Shawn scowled. “Is it that creepy ex again?”
“Shockingly, no.” He filled Shawn in on the Dallas news while he fired a new ticket for burgers and a side of corn fritters.
“That’s amazing. I hope they throw the book at his ass.”
That comment gave Miles an amusing mental image of Dallas bent over the judge’s bench while giant Bibles pelted his bare ass, and he snickered. “Me, too.”
“You’re not having trouble with your boyfriend, are you?”
Miles shrugged, because he wasn’t sure. Their relationship was great; that wasn’t the problem. The problem was Miles was so inside out about Reyes’s past and how it changed the way he looked at the man he’d fallen in love with.
Shawn’s expression went fierce. “He do something to hurt you? You need me to beat him up?”
That mental image was kind of hilarious, too, because Shawn was shorter than Miles and just as slim. Unless he had a black belt in something, no way could Shawn kick Reyes’s ass. But he appreciated the gesture all the same. “No, thank you. He didn’t hurt me, exactly, he just kept something from me, and I’m not sure how I feel about it. I’m taking a few days away to figure it out.”
“Got it.” Shawn handed him the piping hot corn fritters. “I hope things work out.”
“Thanks. And thank you for the support. It means a lot.”
“Not a problem. I know you’re my boss, but I also consider you a friend
, Miles.”
“Same. Not the boss thing, but...you know.”
Shawn laughed. “Yeah. Good luck, man.”
They didn’t talk about it again that afternoon, and as the day waned, Miles helped himself to a bowl of chili for dinner, so he didn’t have to bother with Wes or Mack trying to feed him. He did accept a ride to their house, though, where he mostly wandered the woods until darkness forced him back.

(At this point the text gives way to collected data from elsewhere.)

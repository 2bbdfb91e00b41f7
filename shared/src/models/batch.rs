//! Batch models and counter bookkeeping

use chrono::{DateTime, Utc};
use serde::{Deserialize, Serialize};
use uuid::Uuid;

use super::ledger::{CounterDelta, CounterField};

/// A produced lot of one product
///
/// The seven balance counters (`deposit` through `discrepancy`) should
/// always sum to `initial_quantity`. `received_quantity` is a
/// cumulative audit total of market receptions and is not part of the
/// balance sum.
#[derive(Debug, Clone, Serialize, Deserialize)]
pub struct Batch {
    pub id: Uuid,
    pub product_id: Uuid,
    pub initial_quantity: i32,
    pub deposit_quantity: i32,
    pub sent_quantity: i32,
    pub market_quantity: i32,
    pub reserved_quantity: i32,
    pub sold_quantity: i32,
    pub discarded_quantity: i32,
    pub discrepancy_quantity: i32,
    pub received_quantity: i32,
    pub created_at: DateTime<Utc>,
    pub updated_at: DateTime<Utc>,
}

impl Batch {
    pub fn counters(&self) -> BatchCounters {
        BatchCounters {
            deposit: self.deposit_quantity,
            sent: self.sent_quantity,
            market: self.market_quantity,
            reserved: self.reserved_quantity,
            sold: self.sold_quantity,
            discarded: self.discarded_quantity,
            discrepancy: self.discrepancy_quantity,
        }
    }

    /// A batch becomes immutable for edits once any counter other than
    /// deposit has moved.
    pub fn has_movement(&self) -> bool {
        self.counters().has_movement(self.initial_quantity)
    }
}

/// The seven balance counters of a batch
#[derive(Debug, Clone, Copy, Default, PartialEq, Eq, Serialize, Deserialize)]
pub struct BatchCounters {
    pub deposit: i32,
    pub sent: i32,
    pub market: i32,
    pub reserved: i32,
    pub sold: i32,
    pub discarded: i32,
    pub discrepancy: i32,
}

impl BatchCounters {
    /// Counters of a freshly registered batch: everything in deposit
    pub fn new_stored(initial_quantity: i32) -> Self {
        Self {
            deposit: initial_quantity,
            ..Default::default()
        }
    }

    pub fn get(&self, field: CounterField) -> i32 {
        match field {
            CounterField::Deposit => self.deposit,
            CounterField::Sent => self.sent,
            CounterField::Market => self.market,
            CounterField::Reserved => self.reserved,
            CounterField::Sold => self.sold,
            CounterField::Discarded => self.discarded,
            CounterField::Discrepancy => self.discrepancy,
        }
    }

    pub fn apply(&mut self, delta: &CounterDelta) {
        let slot = match delta.field {
            CounterField::Deposit => &mut self.deposit,
            CounterField::Sent => &mut self.sent,
            CounterField::Market => &mut self.market,
            CounterField::Reserved => &mut self.reserved,
            CounterField::Sold => &mut self.sold,
            CounterField::Discarded => &mut self.discarded,
            CounterField::Discrepancy => &mut self.discrepancy,
        };
        *slot += delta.amount;
    }

    pub fn apply_all(&mut self, deltas: &[CounterDelta]) {
        for delta in deltas {
            self.apply(delta);
        }
    }

    /// Sum of the seven balance counters; should equal the batch's
    /// initial quantity at all times.
    pub fn balance_sum(&self) -> i32 {
        self.deposit
            + self.sent
            + self.market
            + self.reserved
            + self.sold
            + self.discarded
            + self.discrepancy
    }

    /// True once any counter other than deposit has moved
    pub fn has_movement(&self, initial_quantity: i32) -> bool {
        self.sent != 0
            || self.market != 0
            || self.reserved != 0
            || self.sold != 0
            || self.discarded != 0
            || self.discrepancy != 0
            || self.deposit != initial_quantity
    }
}

#[cfg(test)]
mod tests {
    use super::*;

    #[test]
    fn test_new_stored_counters() {
        let c = BatchCounters::new_stored(100);
        assert_eq!(c.deposit, 100);
        assert_eq!(c.balance_sum(), 100);
        assert!(!c.has_movement(100));
    }

    #[test]
    fn test_has_movement_after_send() {
        let mut c = BatchCounters::new_stored(100);
        c.deposit -= 40;
        c.sent += 40;
        assert!(c.has_movement(100));
        assert_eq!(c.balance_sum(), 100);
    }

    #[test]
    fn test_get_matches_fields() {
        let c = BatchCounters {
            deposit: 1,
            sent: 2,
            market: 3,
            reserved: 4,
            sold: 5,
            discarded: 6,
            discrepancy: 7,
        };
        assert_eq!(c.get(CounterField::Deposit), 1);
        assert_eq!(c.get(CounterField::Sent), 2);
        assert_eq!(c.get(CounterField::Market), 3);
        assert_eq!(c.get(CounterField::Reserved), 4);
        assert_eq!(c.get(CounterField::Sold), 5);
        assert_eq!(c.get(CounterField::Discarded), 6);
        assert_eq!(c.get(CounterField::Discrepancy), 7);
    }
}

He still had no clear thoughts on what to do, or how he felt, so he watched a movie with his friends, and then went to bed in a guest room. Even though he didn’t participate in the noon holdup, Miles still wore a costume. He was currently borrowing it from Wes, but he’d need his own clothes soon.
On Sunday evening, after work, Miles drove the ATV down to the ranch. His intention was to collect some personal things and maybe avoid Reyes—who ought to be at the weekly welcome barbecue—but when he saw the barn, the draw of an evening ride grabbed hold and wouldn’t let go. He could take Tango out and enjoy the wild for a while, maybe find an answer to a question he wasn’t even sure how to ask.
The new guests were all at the barbecue, so no one noticed him parking the ATV behind the barn and going inside through the north-facing side door. From the sound of it, Judson was doing the big opening speech, instead of Arthur, who was moving into a rehab facility early this week. Arthur wasn’t happy about not coming home right away, according to Mack, but he understood why the rehab was necessary if he wanted to hang around and keep rescuing horses.
Miles led Tango out of her stall and down to the tack area to brush her. This was his favorite part of riding, if he was honest with himself. These quiet moments between man and beast, as he lovingly stroked her back, flanks, and neck. It created a relationship between them that was honest and true.
Unlike people. Stroke them all you want, but they still keep secrets.
He put the brush away and got a blanket.
“Miles?” The quiet, anxious way Reyes said his name made Miles want to cry, because that wasn’t the voice of the strong, stoic man he knew.